Abbiamo contattato un taxi, amico di paolina rico che lavora per suite arcoris, e dopo 20 km. Raggiungiamo il “monastero della candelaria”, fondato da monaci agostiniani, dopo 5 minuti di attesa entriamo nella parte visitabile, la cappella, un piccolo museo, la biblioteca, ed un curato chiostro. Ci fermiamo un po’ in questo luogo immerso in una tranquilla vallata. Nelle vicinanze invece c’è “raquira”, un vivace villaggio, ricco di negozi di artigianato e pile di vasi di creta, formano un piacevole scenario di colori. Ci concediamo il tempo per una passeggiata e shopping per le signore. I colori di raquira ci rapiscono, ma è l’ora di riprendere il cammino con la visita prima di “infiernito”, sito con monoliti verticali con forma cilindrica, per il calcolo delle stagioni e la misurazione delle ombre , con le quali gli indigeni stabilivano i tempi più adatti della semina. Prima di rientrare in hotel, raggiungiamo “pozo azules”, laghi artificiali di colore azzurro dovuto dallo zolfo che si trova all’interno e dai raggi del sole. Ci soffermiamo in maniera veloce perché vale solo la pena scattare qualche foto. Il nostro autista ci comunica che passeremo per “sutamarchan” la capitale colombiana dello “chorizo”, e quindi cogliamo l’occasione di fermarci per un ristoro veloce e mangiamo la specialità. Sono le 13 e ci dirigiamo in centro città dove siamo attratti da una cioccolateria e li abbiamo assaggiato varie specialità al cacao. È stata una mezza giornata molto intensa e siamo pronti per la seconda parte della giornata, che ci porterà’ al trasferimento in barichara. Sono 190 km. Da fare su una strada tortuosa, però i paesaggi sono molto belli, e siamo affascinati dalla vita dei paesini lungo il percorso, è un lato della colombia che ci affascina molto. Alle 8 di sera raggiungiamo il nostro hotel, la loma hotel barichara, gestito da beatriz, amorevole padrona di casa.
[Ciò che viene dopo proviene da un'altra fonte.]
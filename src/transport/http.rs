use crate::types::SynthesisRequest;
use crate::{BoxStream, Error, ErrorContext, Result};
use bytes::Bytes;
use futures::TryStreamExt;
use reqwest::header::AUTHORIZATION;
use serde::Serialize;
use std::time::Duration;
use tracing::{debug, info};
use url::Url;

pub const DEFAULT_BASE_URL: &str = "https://api.deepgram.com";
pub const DEFAULT_ENDPOINT_PATH: &str = "/v1/speak?model={model}";

#[derive(Serialize)]
struct SpeakBody<'a> {
    text: &'a str,
}

/// HTTP client for the speech-synthesis endpoint.
pub struct SpeechTransport {
    client: reqwest::Client,
    base_url: String,
    endpoint_path: String,
}

impl SpeechTransport {
    pub fn builder() -> SpeechTransportBuilder {
        SpeechTransportBuilder::new()
    }

    /// Endpoint for `model`, with the model substituted URL-encoded.
    pub fn endpoint_url(&self, model: &str) -> Result<Url> {
        let encoded: String = url::form_urlencoded::byte_serialize(model.as_bytes()).collect();
        let path = self.endpoint_path.replace("{model}", &encoded);
        let url = format!("{}{}", self.base_url, path);
        Url::parse(&url).map_err(|e| {
            Error::configuration_with_context(
                format!("Invalid endpoint URL '{}': {}", url, e),
                ErrorContext::new()
                    .with_field_path("endpoint_path")
                    .with_source("transport"),
            )
        })
    }

    /// POST the text and return the audio body as a byte stream.
    ///
    /// A non-2xx status fails with [`Error::Http`] before any of the body is read.
    pub async fn synthesize(&self, request: &SynthesisRequest) -> Result<BoxStream<'static, Bytes>> {
        let url = self.endpoint_url(request.model())?;
        info!(model = request.model(), chars = request.text().len(), "requesting synthesis");

        let response = self
            .client
            .post(url)
            .header(AUTHORIZATION, format!("Token {}", request.credential()))
            .json(&SpeakBody {
                text: request.text(),
            })
            .send()
            .await
            .map_err(|e| {
                Error::network_with_context(
                    format!("Synthesis request failed: {}", e),
                    e,
                    ErrorContext::new().with_source("transport"),
                )
            })?;

        let status = response.status();
        if !status.is_success() {
            info!(http_status = status.as_u16(), "synthesis request rejected");
            return Err(Error::Http {
                status: status.as_u16(),
            });
        }
        debug!(
            http_status = status.as_u16(),
            content_type = response
                .headers()
                .get(reqwest::header::CONTENT_TYPE)
                .and_then(|v| v.to_str().ok())
                .unwrap_or(""),
            "synthesis response headers received"
        );

        let byte_stream = response.bytes_stream().map_err(|e| {
            Error::network_with_context(
                format!("Failed to read synthesis response: {}", e),
                e,
                ErrorContext::new().with_source("transport"),
            )
        });
        Ok(Box::pin(byte_stream))
    }
}

pub struct SpeechTransportBuilder {
    base_url: Option<String>,
    endpoint_path: Option<String>,
    timeout: Option<Duration>,
}

impl SpeechTransportBuilder {
    pub fn new() -> Self {
        Self {
            base_url: None,
            endpoint_path: None,
            timeout: None,
        }
    }

    pub fn base_url(mut self, url: impl Into<String>) -> Self {
        self.base_url = Some(url.into());
        self
    }

    /// Path template appended to the base URL; `{model}` is replaced per request.
    pub fn endpoint_path(mut self, path: impl Into<String>) -> Self {
        self.endpoint_path = Some(path.into());
        self
    }

    /// Overall request timeout. Unset by default: a slow body is waited on indefinitely.
    pub fn timeout(mut self, timeout: Duration) -> Self {
        self.timeout = Some(timeout);
        self
    }

    pub fn build(self) -> Result<SpeechTransport> {
        let base_url = self
            .base_url
            .unwrap_or_else(|| DEFAULT_BASE_URL.to_string());
        let parsed = Url::parse(&base_url).map_err(|e| {
            Error::configuration_with_context(
                format!("Invalid base URL '{}': {}", base_url, e),
                ErrorContext::new()
                    .with_field_path("base_url")
                    .with_source("transport"),
            )
        })?;
        if parsed.cannot_be_a_base() {
            return Err(Error::configuration_with_context(
                format!("Base URL '{}' cannot carry a path", base_url),
                ErrorContext::new().with_field_path("base_url"),
            ));
        }
        let endpoint_path = self
            .endpoint_path
            .unwrap_or_else(|| DEFAULT_ENDPOINT_PATH.to_string());
        let endpoint_path = if endpoint_path.starts_with('/') {
            endpoint_path
        } else {
            format!("/{}", endpoint_path)
        };

        let mut builder = reqwest::Client::builder()
            .user_agent(concat!("speakstream/", env!("CARGO_PKG_VERSION")));
        if let Some(timeout) = self.timeout {
            builder = builder.timeout(timeout);
        }
        let client = builder.build().map_err(|e| {
            Error::configuration(format!("Failed to create HTTP client: {}", e))
        })?;

        Ok(SpeechTransport {
            client,
            base_url: base_url.trim_end_matches('/').to_string(),
            endpoint_path,
        })
    }
}

impl Default for SpeechTransportBuilder {
    fn default() -> Self {
        Self::new()
    }
}

#[cfg(test)]
mod tests {
    use super::*;

    #[test]
    fn test_default_endpoint() {
        let transport = SpeechTransport::builder().build().unwrap();
        assert_eq!(
            transport.endpoint_url("aura-asteria-en").unwrap().as_str(),
            "https://api.deepgram.com/v1/speak?model=aura-asteria-en"
        );
    }

    #[test]
    fn test_model_is_url_encoded() {
        let transport = SpeechTransport::builder()
            .base_url("http://localhost:8080/")
            .endpoint_path("tts/{model}/speak")
            .build()
            .unwrap();
        assert_eq!(
            transport.endpoint_url("voice a&b").unwrap().as_str(),
            "http://localhost:8080/tts/voice+a%26b/speak"
        );
    }

    #[test]
    fn test_invalid_base_url_is_config_error() {
        let err = SpeechTransport::builder()
            .base_url("not a url")
            .build()
            .err()
            .unwrap();
        assert_eq!(err.kind(), "config_error");
        assert_eq!(
            err.context().and_then(|c| c.field_path.as_deref()),
            Some("base_url")
        );
    }
}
Ci sistemiamo nelle camere e andiamo a letto.

GIORNO 8 FEBBRAIO

Dopo una gradevole colazione nella terrazza della loma hotel, ci dirigiamo verso le incantevoli viuzze coloniali di barichara, notiamo che l’ambiente è un po’ assonnato, non ci sono molti turisti, visto che in questa zona e bassa stagione, ma non fa nulla. Prima tappa la “iglesia de santa barbara”, situata nella parte settentrionale della cittadina, poi proseguiamo per il vicino “parque para las artes”, il quale purtroppo è chiuso, peccato non abbiamo il piacere di vedere l’anfitreato interno e godere della vista mozzafiato della città. Però c’è dell’altro, e tra casette fiorite e negozi caratteristici raggiungiamo prima un punto panoramico della vallata sottostante, e poi il parque principal dove c’è “la cattedrale” e scendendo sulla sinistra, visitiamo “la casa della cultura”, residenza coloniale disposta intorno ad un bel patio. Infine raggiungiamo la “casa de aquileo parra”, edificio occupato da una cooperativa di anziani tessitori. È tarda mattinata, fa caldo, e ci dirigiamo verso un ristorante tipico, la braza, pranziamo e subito dopo ci dirigiamo in hotel. Nel primo pomeriggio dopo un breve riposino, io ed il mio compagno di viaggio(le donne decidiamo di farle giustamente riposare) decidiamo di fare il trekking che porta da barichara a guane, il “camino real”, 10 km. Di strada costruita dagli indigeni e restaurata l’ultima volta nel 1988, dove è stata dichiarata monumento nazionale. Il percorso in discesa su strada lastricata, attraversa una valle piena di cactus e alberi, e ogni tanto si incontrano capre o mucche più’ che esseri umani. Dopo due ore abbondanti, verso le 17 e 30 raggiungiamo la desolante piazza di guane e nell’attesa del pulman che ci porterà a barichara, ci beviamo due meritate birre fredde. Raggiunto il centro di barichara acquistiamo qualche panino, perché essendo in bassa stagione, molti ristoranti sono chiusi, e li consumiamo con le mogli nel grazioso patio dell’ hotel.